Day led the field with his approaches at Harding Park and for a time on Sunday afternoon looked the likely winner. Hinting that he was back close to the levels of 2015, when he won the US PGA and four other titles on his way to world number one, that was his fourth top-10 finish in succession and promised plenty for the months ahead.

Bar the blip - and we saw how quickly Johnson put a poor fortnight behind him - Day would be an obvious candidate here, having been runner-up at Baltusrol and Ridgewood, won at Plainfield, and been third at Bethpage. He was also eighth despite a poor start at Oakmont, whose greens are comparable to these, and five top-10s in his first six US Open appearances underline how well suited he is to this challenge.

Essentially, Day hits it long and high and has a magnificent short-game, surely the best on Tour when on-song, so he fits the bill in profile and he has bags of form on greens similar to these. Had this been the week after the PGA, I suspect he'd have been a 25/1 shot at best. Revised prices of 40/1 are enough to set against the question marks which now surround his game and a fortnight break should've done him the world of good.

Of the outsiders, new dad Thomas Pieters could go well but hasn't played enough golf to quite merit inclusion, Jason Kokrak is undeniably interesting and 500/1 shot Takumi Kanaya may contend even as an amateur.
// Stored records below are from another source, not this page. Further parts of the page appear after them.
//! Fused recursive-descent parser and evaluator
//!
//! Parsing and evaluation happen in one pass over the token vector; no AST
//! is retained. One method per grammar level, lowest precedence first:
//!
//! ```text
//! expression := term (('+'|'-') term)*
//! term       := factor (('*'|'/'|'%') factor)*
//! factor     := unary ('^' factor)?            right-associative
//! unary      := ('+'|'-')? unary | atom
//! atom       := NUMBER | FUNCTION '(' args ')' | VARIABLE | '(' expression ')'
//! ```
//!
//! Nesting depth is bounded; exceeding the limit is reported as a parse
//! error instead of overflowing the stack on adversarial input.

use super::tokenizer::{Token, TokenKind};
use crate::context::EvalScope;
use crate::error::{CalcError, Result};
use crate::registry::functions::checked_pow;
use rust_decimal::Decimal;
use std::str::FromStr;

struct Evaluator<'a, 'input> {
    tokens: &'a [Token<'input>],
    pos: usize,
    scope: &'a EvalScope<'a>,
    depth: usize,
    max_depth: usize,
    /// When set, undefined variables evaluate to zero and are recorded
    /// instead of failing (validation mode)
    lenient: bool,
    missing: Vec<String>,
}

/// Evaluate a token sequence to a single decimal
///
/// The entire stream must be consumed; leftover tokens are a parse error
/// citing the position of the first unconsumed one.
pub fn evaluate_tokens(
    tokens: &[Token<'_>],
    scope: &EvalScope<'_>,
    max_depth: usize,
) -> Result<Decimal> {
    let (value, _) = run(tokens, scope, max_depth, false)?;
    Ok(value)
}

/// Evaluate with undefined variables transparently bound to zero
///
/// Returns the result together with the distinct undefined variable names
/// in first-seen order. Used by expression validation, never by a real
/// evaluation.
pub fn evaluate_tokens_lenient(
    tokens: &[Token<'_>],
    scope: &EvalScope<'_>,
    max_depth: usize,
) -> Result<(Decimal, Vec<String>)> {
    run(tokens, scope, max_depth, true)
}

fn run(
    tokens: &[Token<'_>],
    scope: &EvalScope<'_>,
    max_depth: usize,
    lenient: bool,
) -> Result<(Decimal, Vec<String>)> {
    if tokens.is_empty() {
        return Err(CalcError::parse_error(0, "empty expression"));
    }

    let mut evaluator = Evaluator {
        tokens,
        pos: 0,
        scope,
        depth: 0,
        max_depth,
        lenient,
        missing: Vec::new(),
    };

    let value = evaluator.expression()?;
    if let Some(token) = evaluator.peek() {
        return Err(CalcError::parse_error(
            token.position,
            format!("unexpected token '{}'", token.text),
        ));
    }
    Ok((value, evaluator.missing))
}

impl<'a, 'input> Evaluator<'a, 'input> {
    #[inline]
    fn peek(&self) -> Option<&Token<'input>> {
        self.tokens.get(self.pos)
    }

    /// Position just past the last token, for end-of-input errors
    fn end_position(&self) -> usize {
        self.tokens
            .last()
            .map(|t| t.position + t.text.len())
            .unwrap_or(0)
    }

    fn current_position(&self) -> usize {
        self.peek()
            .map(|t| t.position)
            .unwrap_or_else(|| self.end_position())
    }

    fn enter(&mut self) -> Result<()> {
        self.depth += 1;
        if self.depth > self.max_depth {
            return Err(CalcError::parse_error(
                self.current_position(),
                format!("expression nesting exceeds maximum depth {}", self.max_depth),
            ));
        }
        Ok(())
    }

    #[inline]
    fn leave(&mut self) {
        self.depth -= 1;
    }

    /// If the next token is one of the given operators, consume and return it
    fn take_operator(&mut self, ops: &[&'static str]) -> Option<&'static str> {
        let token = self.peek()?;
        let (kind, text) = (token.kind, token.text);
        for &op in ops {
            if kind == TokenKind::Operator && text == op {
                self.pos += 1;
                return Some(op);
            }
        }
        None
    }

    fn overflow(&self, operation: &str) -> CalcError {
        CalcError::evaluation_error(format!("{operation} overflowed the decimal range"))
    }

    fn expression(&mut self) -> Result<Decimal> {
        self.enter()?;
        let mut value = self.term()?;
        while let Some(op) = self.take_operator(&["+", "-"]) {
            let rhs = self.term()?;
            value = match op {
                "+" => value.checked_add(rhs).ok_or_else(|| self.overflow("addition"))?,
                _ => value.checked_sub(rhs).ok_or_else(|| self.overflow("subtraction"))?,
            };
        }
        self.leave();
        Ok(value)
    }

    fn term(&mut self) -> Result<Decimal> {
        let mut value = self.factor()?;
        while let Some(op) = self.take_operator(&["*", "/", "%"]) {
            let rhs = self.factor()?;
            value = match op {
                "*" => value
                    .checked_mul(rhs)
                    .ok_or_else(|| self.overflow("multiplication"))?,
                "/" => {
                    if rhs.is_zero() {
                        return Err(CalcError::division_by_zero());
                    }
                    value.checked_div(rhs).ok_or_else(|| self.overflow("division"))?
                }
                _ => {
                    if rhs.is_zero() {
                        return Err(CalcError::division_by_zero());
                    }
                    value.checked_rem(rhs).ok_or_else(|| self.overflow("modulo"))?
                }
            };
        }
        Ok(value)
    }

    /// Exponentiation recurses on the right operand, so `2^3^2` is
    /// `2^(3^2)` = 512
    fn factor(&mut self) -> Result<Decimal> {
        let base = self.unary()?;
        if self.take_operator(&["^"]).is_some() {
            let exponent = self.factor()?;
            return checked_pow(base, exponent).map_err(CalcError::evaluation_error);
        }
        Ok(base)
    }

    /// Unary operators chain: `--5` negates twice, `+-5` is -5
    fn unary(&mut self) -> Result<Decimal> {
        self.enter()?;
        let value = if let Some(op) = self.take_operator(&["+", "-"]) {
            let operand = self.unary()?;
            if op == "-" { -operand } else { operand }
        } else {
            self.atom()?
        };
        self.leave();
        Ok(value)
    }

    fn atom(&mut self) -> Result<Decimal> {
        let Some(token) = self.peek() else {
            return Err(CalcError::parse_error(
                self.end_position(),
                "unexpected end of expression",
            ));
        };
        let (kind, text, position) = (token.kind, token.text, token.position);

        match kind {
            TokenKind::Number => {
                self.pos += 1;
                Decimal::from_str(text).map_err(|_| {
                    CalcError::parse_error(position, format!("invalid number literal '{text}'"))
                })
            }
            TokenKind::Variable => {
                self.pos += 1;
                match self.scope.variable(text) {
                    Some(value) => Ok(value),
                    None if self.lenient => {
                        if !self.missing.iter().any(|name| name == text) {
                            self.missing.push(text.to_string());
                        }
                        Ok(Decimal::ZERO)
                    }
                    None => Err(CalcError::variable_not_found(text)),
                }
            }
            TokenKind::Function => {
                self.pos += 1;
                self.call(text)
            }
            TokenKind::LeftParen => {
                self.pos += 1;
                let value = self.expression()?;
                match self.peek() {
                    Some(t) if t.kind == TokenKind::RightParen => {
                        self.pos += 1;
                        Ok(value)
                    }
                    _ => Err(CalcError::parse_error(
                        self.current_position(),
                        "missing closing parenthesis",
                    )),
                }
            }
            _ => Err(CalcError::parse_error(
                position,
                format!("unexpected token '{text}'"),
            )),
        }
    }

    /// Parse `'(' [expression (',' expression)*] ')'` and dispatch through
    /// the scope's three resolution tiers
    fn call(&mut self, name: &str) -> Result<Decimal> {
        match self.peek() {
            Some(t) if t.kind == TokenKind::LeftParen => self.pos += 1,
            _ => {
                return Err(CalcError::parse_error(
                    self.current_position(),
                    format!("expected '(' after function name '{name}'"),
                ));
            }
        }

        let mut args = Vec::new();
        if matches!(self.peek(), Some(t) if t.kind == TokenKind::RightParen) {
            self.pos += 1;
        } else {
            loop {
                args.push(self.expression()?);
                match self.peek() {
                    Some(t) if t.kind == TokenKind::Comma => self.pos += 1,
                    Some(t) if t.kind == TokenKind::RightParen => {
                        self.pos += 1;
                        break;
                    }
                    _ => {
                        return Err(CalcError::parse_error(
                            self.current_position(),
                            format!("expected ',' or ')' in call to '{name}'"),
                        ));
                    }
                }
            }
        }

        self.scope.call_function(name, &args)
    }
}

#[cfg(test)]
mod tests {
    use super::*;
    use crate::context::CustomFunction;
    use crate::parser::tokenizer::tokenize;
    use crate::registry::standard_registry;
    use rustc_hash::FxHashMap;

    fn eval(expr: &str) -> Result<Decimal> {
        let mut persistent = FxHashMap::default();
        persistent.insert("PI".to_string(), Decimal::PI);
        persistent.insert("X".to_string(), Decimal::from(7));
        eval_with(expr, &persistent)
    }

    fn eval_with(expr: &str, persistent: &FxHashMap<String, Decimal>) -> Result<Decimal> {
        let tokens = tokenize(expr)?;
        let registry = standard_registry();
        let custom: FxHashMap<String, CustomFunction> = FxHashMap::default();
        let scope = EvalScope::new(persistent, None, &registry, &custom, None);
        evaluate_tokens(&tokens, &scope, 64)
    }

    #[test]
    fn test_precedence() {
        assert_eq!(eval("2 + 3 * 4").unwrap(), Decimal::from(14));
        assert_eq!(eval("(2 + 3) * 4").unwrap(), Decimal::from(20));
        assert_eq!(eval("10 - 4 - 3").unwrap(), Decimal::from(3));
        assert_eq!(eval("100 / 10 / 2").unwrap(), Decimal::from(5));
    }

    #[test]
    fn test_power_is_right_associative() {
        assert_eq!(eval("2 ^ 3 ^ 2").unwrap(), Decimal::from(512));
        assert_eq!(eval("2 ^ 10").unwrap(), Decimal::from(1024));
    }

    #[test]
    fn test_unary_chaining() {
        assert_eq!(eval("--5").unwrap(), Decimal::from(5));
        assert_eq!(eval("+-5").unwrap(), Decimal::from(-5));
        assert_eq!(eval("-X").unwrap(), Decimal::from(-7));
        assert_eq!(eval("3 * -2").unwrap(), Decimal::from(-6));
    }

    #[test]
    fn test_modulo() {
        assert_eq!(eval("10 % 3").unwrap(), Decimal::ONE);
    }

    #[test]
    fn test_division_by_zero() {
        assert_eq!(eval("1 / 0").unwrap_err(), CalcError::DivisionByZero);
        assert_eq!(eval("5 % 0").unwrap_err(), CalcError::DivisionByZero);
        assert_eq!(eval("1 / (2 - 2)").unwrap_err(), CalcError::DivisionByZero);
    }

    #[test]
    fn test_variable_resolution() {
        assert_eq!(eval("X + 1").unwrap(), Decimal::from(8));
        let err = eval("UNDEFINED + 1").unwrap_err();
        assert_eq!(
            err,
            CalcError::VariableNotFound {
                name: "UNDEFINED".to_string()
            }
        );
    }

    #[test]
    fn test_function_calls() {
        assert_eq!(eval("sqrt(16)").unwrap(), Decimal::from(4));
        assert_eq!(eval("max(1, 5, 3)").unwrap(), Decimal::from(5));
        assert_eq!(eval("sum()").unwrap(), Decimal::ZERO);
        assert_eq!(eval("min(2 + 3, 4)").unwrap(), Decimal::from(4));
    }

    #[test]
    fn test_unknown_function() {
        let err = eval("frobnicate(1)").unwrap_err();
        assert!(matches!(err, CalcError::FunctionNotFound { .. }));
    }

    #[test]
    fn test_empty_expression() {
        let err = eval("").unwrap_err();
        assert!(matches!(err, CalcError::ParseError { .. }));
    }

    #[test]
    fn test_unbalanced_parentheses() {
        assert!(matches!(
            eval("(2 + 3 * 4").unwrap_err(),
            CalcError::ParseError { .. }
        ));
        assert!(matches!(
            eval("2 + 3) * 4").unwrap_err(),
            CalcError::ParseError { .. }
        ));
    }

    #[test]
    fn test_leftover_tokens_cite_position() {
        let err = eval("1 2").unwrap_err();
        assert_eq!(
            err,
            CalcError::ParseError {
                position: 2,
                message: "unexpected token '2'".to_string()
            }
        );
    }

    #[test]
    fn test_trailing_operator() {
        let err = eval("1 +").unwrap_err();
        assert!(matches!(err, CalcError::ParseError { .. }));
    }

    #[test]
    fn test_depth_limit() {
        let deep = format!("{}1{}", "(".repeat(200), ")".repeat(200));
        let err = eval(&deep).unwrap_err();
        assert!(matches!(err, CalcError::ParseError { .. }));
        assert!(err.to_string().contains("depth"));

        // A reasonable nesting level stays well under the limit.
        assert_eq!(eval("((((1))))").unwrap(), Decimal::ONE);
    }

    #[test]
    fn test_lenient_mode_records_missing() {
        let tokens = tokenize("UNDEF_A + UNDEF_B + UNDEF_A + 5").unwrap();
        let persistent = FxHashMap::default();
        let registry = standard_registry();
        let custom: FxHashMap<String, CustomFunction> = FxHashMap::default();
        let scope = EvalScope::new(&persistent, None, &registry, &custom, None);

        let (value, missing) = evaluate_tokens_lenient(&tokens, &scope, 64).unwrap();
        assert_eq!(value, Decimal::from(5));
        assert_eq!(missing, vec!["UNDEF_A".to_string(), "UNDEF_B".to_string()]);
    }

    #[test]
    fn test_power_overflow_is_evaluation_error() {
        let err = eval("10 ^ 100").unwrap_err();
        assert!(matches!(err, CalcError::EvaluationError { .. }));
        assert!(err.to_string().contains("overflow"));
    }
}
Mackenzie Hughes has a brilliant short-game and could go a long way with it, but Byeong Hun An looks the best option.

Winner of the US Amateur before taking the BMW PGA in his first year on the European Tour, An still has all the tools to become a bonafide member of the world's elite - he'll just need to cut out the big numbers and find a degree of consistency with the putter.

In trying to address the latter he's been working with Brad Faxon and the results were immediate as he contended at Southwind, playing in the final group before stepping aside as Thomas and Koepka served up a dramatic finish. An then made a hole-in-one en route to 22nd in the PGA Championship and when last we saw him played excellent golf throughout the weekend at Olympia Fields, back-to-back rounds of 68 enough for 12th place.

That's three high-class performances in his last four starts and his approach play in particular has come alive. Given that he's long been outstanding around the greens, a solid week with the driver married to the sort of putting he showed on similar greens in San Francisco could make him a big each-way contender.

Ultimately though he's played well without threatening in a handful of majors, including finishes of 16th and 23rd in this one, and a top-20 finish might be as good as it gets. I'm happy to go into battle with a team of four, all equipped for this fearsome test which lies ahead.